AWK uses a data-driven scripting language consisting of a set of actions to be taken against textual data (either in files or data streams) for the purpose of producing formatted reports. The language extensively uses the string datatype, associative arrays (that is, arrays indexed by key strings), and regular expressions. Although AWK and sed were designed to support one-liner programs, even the early Bell Labs users of AWK often wrote well-structured large AWK programs, and despite its limited intended area of use, AWK is Turing-complete.^[4] The power, terseness, and limits of early AWK programs inspired Larry Wall to write Perl just as a new, more powerful POSIX AWK and gawk (GNU AWK) were being defined.

Structure of AWK programs

"AWK is a language for processing text files. A file is treated as a sequence of records, and by default each line is a record. Each line is broken up into a sequence of fields, so we can think of the first word in a line as the first field, the second word as the second field, and so on. An AWK program is of a sequence of pattern-action statements. AWK reads the input a line at a time. A line is scanned for each pattern in the program, and for each pattern that matches, the associated action is executed." - Alfred V. Aho^[5]

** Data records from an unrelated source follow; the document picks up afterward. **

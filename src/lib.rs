//! [`mktorrent`] is a library for creating *.torrent* files from a file or a directory.
//! It is dual-licensed under [Apache 2.0] and [MIT].
//!
//! # *Quick Start*
//! Create a torrent ([v1]) from files in a directory and save the *.torrent* file.
//!
//! ```no_run
//! use mktorrent::torrent::v1::TorrentBuilder;
//!
//! let torrent = TorrentBuilder::new("udp://tracker.example.org:6969/announce", "dir/", 1048576)
//!     .set_comment("sample".to_owned())
//!     .build()
//!     .unwrap();
//! println!("Info hash: {}", torrent.info_hash());
//! torrent.write_into_file("sample.torrent").unwrap();
//! ```
//!
//! # *Overview*
//! Creating a torrent is a pipeline of three stages:
//! - a [`Manifest`] is built from the root path. Its file order is the order in
//!   which bytes are fed to the hasher, so it is sorted and stable across runs.
//! - the [`PieceHasher`] reads every file of the manifest in order, treating them as
//!   one byte stream, and cuts that stream into pieces of `piece length` bytes. Pieces
//!   may span several files. Each piece is hashed by a pool of worker threads and the
//!   hashes are reassembled in piece order.
//! - the manifest, the pieces, and the caller's metadata are assembled into a
//!   [`Torrent`], which is encoded with the canonical bencode writer ([`BencodeElem`]).
//!
//! [`TorrentBuilder`] drives all three stages.
//!
//! # *Correctness*
//! Bencode output is canonical: dictionary keys are always sorted by their raw bytes,
//! integers have no leading zeros, and byte strings are length-prefixed raw bytes.
//! Encoding the same torrent twice always yields identical bytes, which matters because
//! the encoded `info` dictionary is what the info hash is computed over.
//!
//! # *Implemented BEPs*
//! NOTE: Only the encoding/creation aspects are implemented.
//! - [BEP 3]
//! - [BEP 9] \(magnet links only)
//! - [BEP 12]
//! - [BEP 27]
//!
//! [`mktorrent`]: index.html
//! [Apache 2.0]: https://www.apache.org/licenses/LICENSE-2.0
//! [MIT]: https://opensource.org/licenses/MIT
//! [v1]: http://bittorrent.org/beps/bep_0003.html
//! [`Manifest`]: torrent/v1/struct.Manifest.html
//! [`PieceHasher`]: torrent/v1/struct.PieceHasher.html
//! [`Torrent`]: torrent/v1/struct.Torrent.html
//! [`TorrentBuilder`]: torrent/v1/struct.TorrentBuilder.html
//! [`BencodeElem`]: bencode/enum.BencodeElem.html
//! [BEP 3]: http://bittorrent.org/beps/bep_0003.html
//! [BEP 9]: http://bittorrent.org/beps/bep_0009.html
//! [BEP 12]: http://bittorrent.org/beps/bep_0012.html
//! [BEP 27]: http://bittorrent.org/beps/bep_0027.html

use std::borrow::Cow;
use std::path::PathBuf;
use thiserror::Error;

pub(crate) mod util;
#[macro_use]
pub mod bencode;
pub mod torrent;

/// Custom error.
#[derive(Debug, Error)]
pub enum MkTorrentError {
    /// `TorrentBuilder` was given an invalid setting (e.g. a piece length that is
    /// not a power of 2, or an empty announce url), or the input path holds nothing
    /// to share. Always reported before any piece is hashed.
    #[error("failed to build torrent: {0}")]
    TorrentBuilderFailure(Cow<'static, str>),

    /// IO error occurred while accessing the input path or writing the output.
    #[error("IO error occurred: {0}")]
    Io(#[from] std::io::Error),

    /// A file could not be read while its pieces were being hashed.
    /// `offset` is the position within the file at which reading failed.
    #[error("failed to read [{}] at offset {offset}: {source}", .path.display())]
    Read {
        path: PathBuf,
        offset: u64,
        #[source]
        source: std::io::Error,
    },

    /// A hashing worker failed, or the hashed pieces could not be reassembled.
    #[error("failed to hash pieces: {0}")]
    Hashing(Cow<'static, str>),

    /// Conversion between numeric types (e.g. `u64 -> usize`) has failed.
    #[error("numeric conversion failed: {0}")]
    FailedNumericConv(Cow<'static, str>),
}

An AWK program is a series of pattern action pairs, written as:

''condition'' { ''action'' }

where condition is typically an expression and action is a series of commands. The input is split into records, where by default records are separated by newline characters so that the input is split into lines. The program tests each record against each of the conditions in turn, and executes the action for each expression that is true. Either the condition or the action may be omitted. The condition defaults to matching every record. The default action is to print the record.

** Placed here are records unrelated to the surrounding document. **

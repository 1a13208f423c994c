//! Module for the bencode data model and its canonical encoding.

use itertools::Itertools;
use std::collections::HashMap;
use std::convert::From;
use std::fmt;

#[cfg(test)]
#[macro_use]
mod macros;
pub mod write;

const DICTIONARY_PREFIX: u8 = b'd';
const DICTIONARY_POSTFIX: u8 = b'e';
const LIST_PREFIX: u8 = b'l';
const LIST_POSTFIX: u8 = b'e';
const INTEGER_PREFIX: u8 = b'i';
const INTEGER_POSTFIX: u8 = b'e';
const STRING_DELIMITER: u8 = b':';

/// Corresponds to a bencode dictionary. Keys are raw byte strings.
///
/// The map's iteration order is never relied upon: keys are sorted
/// every time a dictionary is encoded.
pub type Dictionary = HashMap<Vec<u8>, BencodeElem>;

/// A bencode value.
///
/// Integers are unsigned, so a negative integer cannot be constructed.
/// Dictionary keys are unique since they live in a map.
#[derive(Clone, Debug, Eq, PartialEq)]
pub enum BencodeElem {
    /// A byte string. It is not required to be valid UTF-8.
    Bytes(Vec<u8>),
    Integer(u64),
    List(Vec<BencodeElem>),
    Dictionary(Dictionary),
}

impl BencodeElem {
    /// Build a dictionary from `(key, value)` pairs.
    ///
    /// If a key appears more than once, the last value wins.
    pub fn dictionary<I, K>(pairs: I) -> BencodeElem
    where
        I: IntoIterator<Item = (K, BencodeElem)>,
        K: Into<Vec<u8>>,
    {
        BencodeElem::Dictionary(pairs.into_iter().map(|(k, v)| (k.into(), v)).collect())
    }
}

impl From<u8> for BencodeElem {
    fn from(val: u8) -> BencodeElem {
        BencodeElem::Integer(u64::from(val))
    }
}

impl From<u16> for BencodeElem {
    fn from(val: u16) -> BencodeElem {
        BencodeElem::Integer(u64::from(val))
    }
}

impl From<u32> for BencodeElem {
    fn from(val: u32) -> BencodeElem {
        BencodeElem::Integer(u64::from(val))
    }
}

impl From<u64> for BencodeElem {
    fn from(val: u64) -> BencodeElem {
        BencodeElem::Integer(val)
    }
}

impl From<bool> for BencodeElem {
    fn from(val: bool) -> BencodeElem {
        BencodeElem::Integer(u64::from(val))
    }
}

impl<'a> From<&'a str> for BencodeElem {
    fn from(val: &'a str) -> BencodeElem {
        BencodeElem::Bytes(val.as_bytes().to_vec())
    }
}

impl From<String> for BencodeElem {
    fn from(val: String) -> BencodeElem {
        BencodeElem::Bytes(val.into_bytes())
    }
}

impl<'a> From<&'a [u8]> for BencodeElem {
    fn from(val: &'a [u8]) -> BencodeElem {
        BencodeElem::Bytes(val.to_vec())
    }
}

impl From<Vec<u8>> for BencodeElem {
    fn from(val: Vec<u8>) -> BencodeElem {
        BencodeElem::Bytes(val)
    }
}

impl From<Vec<BencodeElem>> for BencodeElem {
    fn from(val: Vec<BencodeElem>) -> BencodeElem {
        BencodeElem::List(val)
    }
}

impl fmt::Display for BencodeElem {
    fn fmt(&self, f: &mut fmt::Formatter) -> fmt::Result {
        match *self {
            BencodeElem::Bytes(ref bytes) => match std::str::from_utf8(bytes) {
                Ok(string) => write!(f, "\"{}\"", string),
                Err(_) => write!(f, "[{:#04x}]", bytes.iter().format(", ")),
            },
            BencodeElem::Integer(ref int) => write!(f, "{}", int),
            BencodeElem::List(ref list) => write!(f, "[{}]", itertools::join(list, ", ")),
            BencodeElem::Dictionary(ref dict) => write!(
                f,
                "{{ {} }}",
                dict.iter()
                    .sorted_by(|&(k1, _), &(k2, _)| k1.cmp(k2))
                    .format_with(", ", |(k, v), f| f(&format_args!(
                        "(\"{}\", {})",
                        String::from_utf8_lossy(k),
                        v
                    )))
            ),
        }
    }
}

#[cfg(test)]
mod bencode_elem_display_tests {
    use super::*;

    #[test]
    fn display_test_string() {
        assert_eq!(bencode_elem!("").to_string(), "\"\"");
    }

    #[test]
    fn display_test_bytes() {
        assert_eq!(
            bencode_elem!((0xff, 0xf8, 0xff, 0xee)).to_string(),
            "[0xff, 0xf8, 0xff, 0xee]"
        );
    }

    #[test]
    fn display_test_integer() {
        assert_eq!(bencode_elem!(0_u64).to_string(), "0");
    }

    #[test]
    fn display_test_list() {
        assert_eq!(bencode_elem!([0_u64, "spam"]).to_string(), "[0, \"spam\"]");
    }

    #[test]
    fn display_test_dictionary() {
        assert_eq!(
            bencode_elem!({ ("spam", "eggs"), ("cow", { ("moo", 4_u64) }) }).to_string(),
            "{ (\"cow\", { (\"moo\", 4) }), (\"spam\", \"eggs\") }",
        )
    }
}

In addition to a simple AWK expression, such as foo == 1 or /^foo/, the condition can be BEGIN or END causing the action to be executed before or after all records have been read, or pattern1, pattern2 which matches the range of records starting with a record that matches pattern1 up to and including the record that matches pattern2 before again trying to match against pattern1 on future lines.

In addition to normal arithmetic and logical operators, AWK expressions include the tilde operator, ~, which matches a regular expression against a string. As handy syntactic sugar, /regexp/ without using the tilde operator matches against the current record.

AWK commands

AWK commands are the statements that are substituted for action in the examples above. AWK commands can include function calls, variable assignments, calculations, or any combination thereof. AWK contains built-in support for many functions; many more are provided by the various flavors of AWK. Also, some flavors support the inclusion of dynamically linked libraries, which can also provide more functions.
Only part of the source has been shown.